Further complicating the task, the original borrower was Pyongyang’s Foreign Trade Bank – which was “virtually bust,” McAskill says. Korea Daesong Bank took over for the North Korea side.

“All of the country’s main trade was now being conducted by Korea Daesong Group and Korea Daesong Bank – and the main income was being generated in US dollars from the bullion sales, which were to be my main source of repayment.”
McAskill proposed that Polton and Halcrow “pool the debt into one parcel to quantify principal, interest and penalty-interest. When the total amount outstanding was quantified it would be converted into US dollars. The amount we finally agreed upon to be converted came to $900 million. The debt was always listed as London Club,” he says – never as Paris Club, which refers to sovereign debt.
“In the first proposal, I suggested the repayment schedule of the full $900 million would be spread over 25 years. Polton insisted there had to be a huge up-front payment based on the original Deutsche mark and Swiss franc values,” says McAskill.
“When we had agreed to the total amount owed and the settlement terms, the London banking syndicates agreed to grant Korean Daesong Bank a new loan in US dollars, subscribed to pro-rata by all syndicate members, and the proceeds of the loan were to be used exclusively to settle the old debt in full,” he adds.
“The idea was to get rid of the old loan parcels with a totally new package, government guaranteed, and establish Korea Daesong Bank as the new borrower to try and get rid of their bad reputation. The Daesong chairman knew that they could never borrow in the market unless that was done.
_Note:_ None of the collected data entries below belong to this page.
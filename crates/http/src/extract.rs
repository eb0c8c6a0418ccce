//! Request extractors that reject malformed input with an error envelope
//! before the handler runs.

use axum::{
    extract::{FromRequest, FromRequestParts, Path, Request},
    http::request::Parts,
    Json,
};
use serde::de::DeserializeOwned;

use crate::error::AppError;

/// Integer identifier taken from a single `{id}` path segment.
#[derive(Debug, Clone, Copy, PartialEq, Eq)]
pub struct IdPath(pub i64);

impl<S> FromRequestParts<S> for IdPath
where
    S: Send + Sync,
{
    type Rejection = AppError;

    async fn from_request_parts(parts: &mut Parts, state: &S) -> Result<Self, Self::Rejection> {
        match Path::<i64>::from_request_parts(parts, state).await {
            Ok(Path(id)) => Ok(IdPath(id)),
            Err(rejection) => Err(AppError::bad_request(rejection.body_text())),
        }
    }
}

/// JSON request body. Syntax errors, type mismatches and a missing
/// `Content-Type: application/json` all become 400 envelopes.
#[derive(Debug, Clone)]
pub struct JsonBody<T>(pub T);

impl<S, T> FromRequest<S> for JsonBody<T>
where
    T: DeserializeOwned,
    S: Send + Sync,
{
    type Rejection = AppError;

    async fn from_request(req: Request, state: &S) -> Result<Self, Self::Rejection> {
        match Json::<T>::from_request(req, state).await {
            Ok(Json(value)) => Ok(JsonBody(value)),
            Err(rejection) => Err(AppError::bad_request(rejection.body_text())),
        }
    }
}
pub mod module;
pub mod registry;
pub mod settings;

pub use module::{InitCtx, Module};
pub use registry::ModuleRegistry;
pub use shelf_db::Migration;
I told him as much.
“When word got out that we had a deal,” McAskill says, “several independent holders applied to join in the settlement arrangement through either of the syndicates.” Among them, he recalls a large Japanese creditor and other smaller European creditors.
A “heads of agreement” document “was drafted by me to be signed by ANZ, Morgan Grenfell and a senior North Korean official, and witnessed by me,” McAskill says.
“At the meeting to present the HOA to ANZ I was unequivocally told, ‘If you get the North Koreans to sign that, we’ll sign it and we’ll buy you dinner anywhere you choose.’ The official from Pyongyang was already in Vienna. I then went to meet him and, after studying the HOA, he signed and officially sealed it without any changes.”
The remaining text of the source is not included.